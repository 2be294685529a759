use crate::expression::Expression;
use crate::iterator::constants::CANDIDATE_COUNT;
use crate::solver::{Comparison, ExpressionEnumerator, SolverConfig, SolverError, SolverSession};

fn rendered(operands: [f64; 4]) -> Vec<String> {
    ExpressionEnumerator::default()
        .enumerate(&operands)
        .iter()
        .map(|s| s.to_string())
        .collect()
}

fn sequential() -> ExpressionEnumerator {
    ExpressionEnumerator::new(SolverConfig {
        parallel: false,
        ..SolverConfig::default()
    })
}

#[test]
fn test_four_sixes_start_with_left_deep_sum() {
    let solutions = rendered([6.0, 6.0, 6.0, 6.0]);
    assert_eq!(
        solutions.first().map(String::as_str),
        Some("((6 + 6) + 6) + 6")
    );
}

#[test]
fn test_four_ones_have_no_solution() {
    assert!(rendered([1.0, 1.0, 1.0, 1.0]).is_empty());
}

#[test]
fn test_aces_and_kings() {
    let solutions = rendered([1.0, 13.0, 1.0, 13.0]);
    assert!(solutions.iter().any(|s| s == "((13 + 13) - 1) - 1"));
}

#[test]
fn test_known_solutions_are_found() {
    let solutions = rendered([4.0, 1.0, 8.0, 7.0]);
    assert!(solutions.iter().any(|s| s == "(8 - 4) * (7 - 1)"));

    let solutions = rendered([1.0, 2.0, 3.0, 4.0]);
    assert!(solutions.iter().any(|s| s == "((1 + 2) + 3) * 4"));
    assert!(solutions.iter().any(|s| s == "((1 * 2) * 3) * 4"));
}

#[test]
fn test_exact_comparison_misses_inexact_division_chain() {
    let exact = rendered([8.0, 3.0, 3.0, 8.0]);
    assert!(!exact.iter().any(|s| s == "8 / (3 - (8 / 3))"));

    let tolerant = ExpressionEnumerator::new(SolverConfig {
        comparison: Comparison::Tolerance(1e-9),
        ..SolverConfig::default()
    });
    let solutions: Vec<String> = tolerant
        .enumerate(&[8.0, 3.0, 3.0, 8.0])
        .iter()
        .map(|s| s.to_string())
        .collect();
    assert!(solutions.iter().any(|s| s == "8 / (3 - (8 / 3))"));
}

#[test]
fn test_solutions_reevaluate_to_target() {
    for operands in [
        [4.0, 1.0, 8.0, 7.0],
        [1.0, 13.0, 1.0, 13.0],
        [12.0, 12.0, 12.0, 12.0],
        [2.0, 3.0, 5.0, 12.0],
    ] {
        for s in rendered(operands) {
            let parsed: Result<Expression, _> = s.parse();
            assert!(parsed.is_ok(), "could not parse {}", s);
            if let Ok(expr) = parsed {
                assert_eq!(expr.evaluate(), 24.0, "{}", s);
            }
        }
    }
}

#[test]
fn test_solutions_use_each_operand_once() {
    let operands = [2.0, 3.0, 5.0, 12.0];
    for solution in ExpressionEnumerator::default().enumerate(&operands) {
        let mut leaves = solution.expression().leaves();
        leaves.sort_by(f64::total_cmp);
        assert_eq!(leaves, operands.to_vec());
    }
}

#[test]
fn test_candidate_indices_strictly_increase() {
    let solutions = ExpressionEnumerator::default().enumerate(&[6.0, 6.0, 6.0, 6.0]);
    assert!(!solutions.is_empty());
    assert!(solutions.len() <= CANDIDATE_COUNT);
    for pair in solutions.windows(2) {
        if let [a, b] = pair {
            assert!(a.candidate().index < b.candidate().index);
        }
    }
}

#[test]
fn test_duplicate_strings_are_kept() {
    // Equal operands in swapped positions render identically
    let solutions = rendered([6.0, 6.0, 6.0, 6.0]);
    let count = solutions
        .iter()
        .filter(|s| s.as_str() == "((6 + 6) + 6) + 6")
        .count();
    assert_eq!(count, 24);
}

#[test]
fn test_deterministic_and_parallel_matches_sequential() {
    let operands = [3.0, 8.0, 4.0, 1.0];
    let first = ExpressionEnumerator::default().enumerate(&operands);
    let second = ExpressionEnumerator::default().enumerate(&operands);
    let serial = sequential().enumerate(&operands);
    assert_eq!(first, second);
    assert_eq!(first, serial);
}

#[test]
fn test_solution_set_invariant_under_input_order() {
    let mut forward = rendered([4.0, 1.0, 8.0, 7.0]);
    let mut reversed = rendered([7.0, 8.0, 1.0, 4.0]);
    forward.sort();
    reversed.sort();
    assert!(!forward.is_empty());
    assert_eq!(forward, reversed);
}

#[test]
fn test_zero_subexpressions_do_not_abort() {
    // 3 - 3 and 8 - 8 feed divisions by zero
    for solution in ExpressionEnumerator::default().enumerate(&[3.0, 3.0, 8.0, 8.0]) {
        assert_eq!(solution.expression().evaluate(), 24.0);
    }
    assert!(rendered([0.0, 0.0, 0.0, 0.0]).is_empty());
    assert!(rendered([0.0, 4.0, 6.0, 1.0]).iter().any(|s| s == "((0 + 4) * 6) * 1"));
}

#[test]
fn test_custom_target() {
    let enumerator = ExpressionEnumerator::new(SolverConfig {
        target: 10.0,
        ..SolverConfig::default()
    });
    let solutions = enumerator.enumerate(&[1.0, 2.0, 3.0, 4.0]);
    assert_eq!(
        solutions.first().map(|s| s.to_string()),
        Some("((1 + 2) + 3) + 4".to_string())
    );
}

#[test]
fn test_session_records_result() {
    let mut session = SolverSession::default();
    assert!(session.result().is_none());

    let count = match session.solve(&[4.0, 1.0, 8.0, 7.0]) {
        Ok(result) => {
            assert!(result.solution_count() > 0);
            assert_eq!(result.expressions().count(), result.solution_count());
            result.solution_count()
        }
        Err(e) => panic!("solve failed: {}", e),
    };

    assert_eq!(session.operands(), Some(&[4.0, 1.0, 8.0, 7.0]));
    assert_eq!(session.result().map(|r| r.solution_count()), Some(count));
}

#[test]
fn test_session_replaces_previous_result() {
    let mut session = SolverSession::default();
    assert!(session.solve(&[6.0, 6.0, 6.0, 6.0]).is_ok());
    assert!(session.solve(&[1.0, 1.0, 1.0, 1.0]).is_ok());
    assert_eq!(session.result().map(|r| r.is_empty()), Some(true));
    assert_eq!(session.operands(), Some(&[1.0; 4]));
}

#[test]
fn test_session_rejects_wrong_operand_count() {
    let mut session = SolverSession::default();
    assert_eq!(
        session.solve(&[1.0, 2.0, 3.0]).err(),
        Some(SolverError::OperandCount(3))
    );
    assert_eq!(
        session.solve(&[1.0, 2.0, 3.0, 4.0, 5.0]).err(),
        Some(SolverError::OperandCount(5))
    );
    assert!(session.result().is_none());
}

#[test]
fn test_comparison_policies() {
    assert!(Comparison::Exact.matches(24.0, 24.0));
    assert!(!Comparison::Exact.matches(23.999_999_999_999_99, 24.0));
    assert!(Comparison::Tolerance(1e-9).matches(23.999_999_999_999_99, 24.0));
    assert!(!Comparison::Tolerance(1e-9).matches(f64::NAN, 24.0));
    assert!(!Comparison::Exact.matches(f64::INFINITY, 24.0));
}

---

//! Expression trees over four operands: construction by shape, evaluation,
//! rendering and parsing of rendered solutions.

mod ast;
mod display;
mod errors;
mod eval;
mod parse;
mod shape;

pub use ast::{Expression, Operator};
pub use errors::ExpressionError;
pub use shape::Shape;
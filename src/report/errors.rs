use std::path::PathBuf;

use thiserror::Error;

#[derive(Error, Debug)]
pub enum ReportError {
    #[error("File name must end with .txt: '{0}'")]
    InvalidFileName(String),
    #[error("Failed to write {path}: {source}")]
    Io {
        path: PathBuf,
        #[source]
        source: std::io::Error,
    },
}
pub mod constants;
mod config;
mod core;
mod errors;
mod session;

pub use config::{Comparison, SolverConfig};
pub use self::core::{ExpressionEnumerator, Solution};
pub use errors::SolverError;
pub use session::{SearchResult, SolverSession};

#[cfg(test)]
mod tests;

THE TASK: Lines that hold "enumerate" are the ones to copy, so pick each out from the data.

EXERCISE OUTPUT:
        .enumerate(&operands)
        .enumerate(&[8.0, 3.0, 3.0, 8.0])
    for solution in ExpressionEnumerator::default().enumerate(&operands) {
    let solutions = ExpressionEnumerator::default().enumerate(&[6.0, 6.0, 6.0, 6.0]);
    let first = ExpressionEnumerator::default().enumerate(&operands);
    let second = ExpressionEnumerator::default().enumerate(&operands);
    let serial = sequential().enumerate(&operands);
    for solution in ExpressionEnumerator::default().enumerate(&[3.0, 3.0, 8.0, 8.0]) {
    let solutions = enumerator.enumerate(&[1.0, 2.0, 3.0, 4.0]);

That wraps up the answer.